---------- SUPPLIED MATERIAL ----------
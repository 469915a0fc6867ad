//! Lock-free bounded counter.
//!
//! This module provides [`BoundedCounter`], an atomically managed `u64` with a
//! mutable ceiling. It is the building block of [`ValMux`](crate::ValMux):
//! nothing in here ever blocks, all mutation is a compare-and-swap retry loop.
//!
//! # Algorithm
//!
//! ```text
//!        try_add(delta)
//!              │
//!     delta > max? ──yes──► MaxExceeded
//!              │
//!   ┌──► load current
//!   │          │
//!   │  current + delta overflows? ──yes──► Overflow
//!   │          │
//!   │  current + delta > max? ──yes──► CapacityExceeded
//!   │          │
//!   │  CAS(current → current + delta)
//!   │          │
//!   └─ lost ───┤
//!              └─ won ──► Ok
//! ```
//!
//! A lost race is never reported as a capacity failure, the whole check is
//! simply repeated against the fresh value.

use std::fmt::Debug;
use std::sync::atomic::{AtomicU64, Ordering};

use crossbeam_utils::CachePadded;

use crate::error::{Result, ValMuxError};

/// A non-negative atomic counter that never exceeds its ceiling.
///
/// `current` lives on its own cache line so that contended increments do not
/// bounce the line holding `max`, which is read on every attempt.
///
/// # Invariants
///
/// - Every successful [`try_add`](Self::try_add) satisfies `current + delta <= max`.
/// - [`sub`](Self::sub) clamps at zero, `current` never wraps.
///
/// Lowering `max` below the current occupancy is allowed; the counter then
/// simply refuses further additions until enough has been released.
///
/// # Examples
///
/// ```rust
/// use valmux::BoundedCounter;
///
/// let counter = BoundedCounter::new(2);
/// counter.try_add(2).unwrap();
/// assert!(counter.try_add(1).is_err());
///
/// counter.sub(5);
/// assert_eq!(counter.current(), 0);
/// ```
pub struct BoundedCounter {
    current: CachePadded<AtomicU64>,
    max: AtomicU64,
}

impl BoundedCounter {
    /// Creates an empty counter with the given capacity.
    pub const fn new(max: u64) -> Self {
        BoundedCounter {
            current: CachePadded::new(AtomicU64::new(0)),
            max: AtomicU64::new(max),
        }
    }

    /// Attempts to add `delta` without exceeding the capacity.
    ///
    /// Fails with [`ValMuxError::MaxExceeded`] before looking at the
    /// occupancy if `delta` alone is larger than `max`.
    #[inline]
    pub fn try_add(&self, delta: u64) -> Result<()> {
        let max = self.max();
        if delta > max {
            return Err(ValMuxError::MaxExceeded {
                requested: delta,
                max,
            });
        }

        let mut current = self.current.load(Ordering::Acquire);
        loop {
            let next = Self::checked_next(current, delta, self.max())?;
            match self.current.compare_exchange_weak(
                current,
                next,
                Ordering::AcqRel,
                Ordering::Acquire,
            ) {
                Ok(_) => return Ok(()),
                Err(actual) => current = actual,
            }
        }
    }

    /// Single conditional swap from an already observed `current`.
    ///
    /// Returns `false` if another thread changed the value in between, the
    /// caller is expected to re-check and retry.
    #[inline]
    pub(crate) fn compare_and_add(&self, current: u64, next: u64) -> bool {
        self.current
            .compare_exchange(current, next, Ordering::AcqRel, Ordering::Acquire)
            .is_ok()
    }

    /// Computes `current + delta` and validates it against `max`.
    #[inline]
    pub(crate) fn checked_next(current: u64, delta: u64, max: u64) -> Result<u64> {
        let next = current.checked_add(delta).ok_or(ValMuxError::Overflow {
            current,
            requested: delta,
        })?;
        if next > max {
            return Err(ValMuxError::CapacityExceeded {
                current,
                requested: delta,
                max,
            });
        }
        Ok(next)
    }

    /// Subtracts `delta`, clamping at zero.
    ///
    /// Always succeeds. Subtracting from an empty counter is a no-op.
    #[inline]
    pub fn sub(&self, delta: u64) {
        // fetch_update only fails when the closure returns None, which it never does.
        let _ = self
            .current
            .fetch_update(Ordering::AcqRel, Ordering::Acquire, |current| {
                Some(current.saturating_sub(delta))
            });
    }

    /// Sets the occupancy back to zero.
    #[inline]
    pub fn reset(&self) {
        self.current.store(0, Ordering::Release);
    }

    /// Point-in-time occupancy.
    #[inline]
    pub fn current(&self) -> u64 {
        self.current.load(Ordering::Acquire)
    }

    /// Point-in-time capacity.
    #[inline]
    pub fn max(&self) -> u64 {
        self.max.load(Ordering::Acquire)
    }

    /// Changes the capacity. Only subsequent additions are affected.
    #[inline]
    pub fn set_max(&self, max: u64) {
        self.max.store(max, Ordering::Release);
    }
}

impl Debug for BoundedCounter {
    fn fmt(&self, f: &mut std::fmt::Formatter<'_>) -> std::fmt::Result {
        write!(f, "{{{}/{}}}", self.current(), self.max())
    }
}

impl Default for BoundedCounter {
    /// Creates a counter with [`DEFAULT_MAX`](crate::config::DEFAULT_MAX) capacity.
    fn default() -> Self {
        Self::new(crate::config::DEFAULT_MAX)
    }
}

#[cfg(test)]
mod tests {
    use super::*;
    use std::sync::Arc;
    use std::thread;

    #[test]
    fn test_new() {
        let counter = BoundedCounter::new(3);
        assert_eq!(counter.current(), 0);
        assert_eq!(counter.max(), 3);
    }

    #[test]
    fn test_try_add_up_to_max() {
        let counter = BoundedCounter::new(3);
        counter.try_add(1).unwrap();
        counter.try_add(2).unwrap();
        assert_eq!(counter.current(), 3);

        let err = counter.try_add(1).unwrap_err();
        assert_eq!(
            err,
            ValMuxError::CapacityExceeded {
                current: 3,
                requested: 1,
                max: 3
            }
        );
        assert_eq!(counter.current(), 3);
    }

    #[test]
    fn test_max_exceeded_ignores_occupancy() {
        let counter = BoundedCounter::new(2);
        let err = counter.try_add(3).unwrap_err();
        assert_eq!(err, ValMuxError::MaxExceeded { requested: 3, max: 2 });
        assert_eq!(counter.current(), 0);
    }

    #[test]
    fn test_overflow() {
        let counter = BoundedCounter::new(u64::MAX);
        counter.try_add(u64::MAX).unwrap();
        let err = counter.try_add(1).unwrap_err();
        assert!(err.is_overflow());
        assert_eq!(counter.current(), u64::MAX);
    }

    #[test]
    fn test_sub_clamps_at_zero() {
        let counter = BoundedCounter::new(5);
        counter.try_add(2).unwrap();
        counter.sub(5);
        assert_eq!(counter.current(), 0);

        counter.sub(1);
        assert_eq!(counter.current(), 0);
    }

    #[test]
    fn test_reset_then_fill() {
        let counter = BoundedCounter::new(4);
        counter.try_add(3).unwrap();
        counter.reset();
        assert_eq!(counter.current(), 0);
        counter.try_add(4).unwrap();
        assert_eq!(counter.current(), 4);
    }

    #[test]
    fn test_set_max() {
        let counter = BoundedCounter::new(1);
        counter.try_add(1).unwrap();
        assert!(counter.try_add(1).unwrap_err().is_capacity_exceeded());

        counter.set_max(2);
        counter.try_add(1).unwrap();
        assert_eq!(counter.current(), 2);

        // Shrinking below the occupancy refuses new additions but keeps the count.
        counter.set_max(1);
        assert!(counter.try_add(1).unwrap_err().is_capacity_exceeded());
        assert_eq!(counter.current(), 2);
        counter.sub(1);
        assert!(counter.try_add(1).unwrap_err().is_capacity_exceeded());
        counter.sub(1);
        counter.try_add(1).unwrap();
    }

    #[test]
    fn test_checked_next() {
        assert_eq!(BoundedCounter::checked_next(1, 1, 2), Ok(2));
        assert!(BoundedCounter::checked_next(2, 1, 2)
            .unwrap_err()
            .is_capacity_exceeded());
        assert!(BoundedCounter::checked_next(u64::MAX, 1, u64::MAX)
            .unwrap_err()
            .is_overflow());
    }

    #[test]
    fn test_debug() {
        let counter = BoundedCounter::new(4);
        counter.try_add(1).unwrap();
        assert_eq!(format!("{:?}", counter), "{1/4}");
    }

    #[test]
    fn test_default() {
        let counter = BoundedCounter::default();
        assert_eq!(counter.max(), 1);
        assert_eq!(counter.current(), 0);
    }

    #[test]
    fn test_multiple_threads_never_exceed_max() {
        const MAX: u64 = 8;

        let counter = Arc::new(BoundedCounter::new(MAX));
        let mut handles = vec![];

        for _ in 0..8 {
            let counter_clone = Arc::clone(&counter);
            let handle = thread::spawn(move || {
                let mut acquired = 0u64;
                for _ in 0..10_000 {
                    if counter_clone.try_add(1).is_ok() {
                        acquired += 1;
                        assert!(counter_clone.current() <= MAX);
                        counter_clone.sub(1);
                    }
                }
                acquired
            });
            handles.push(handle);
        }

        let total: u64 = handles.into_iter().map(|h| h.join().unwrap()).sum();

        assert!(total > 0);
        assert_eq!(counter.current(), 0);
    }

    #[test]
    fn test_multiple_threads_fill_exactly() {
        let counter = Arc::new(BoundedCounter::new(100));
        let mut handles = vec![];

        for _ in 0..4 {
            let counter_clone = Arc::clone(&counter);
            handles.push(thread::spawn(move || {
                (0..100).filter(|_| counter_clone.try_add(1).is_ok()).count()
            }));
        }

        let granted: usize = handles.into_iter().map(|h| h.join().unwrap()).sum();

        assert_eq!(granted, 100);
        assert_eq!(counter.current(), 100);
    }
}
----------
GOAL OF THE EXERCISE> What is needed here is how many lines of the entries contain "CachePadded"; give that number alone.

COMPLETED EXERCISE> 3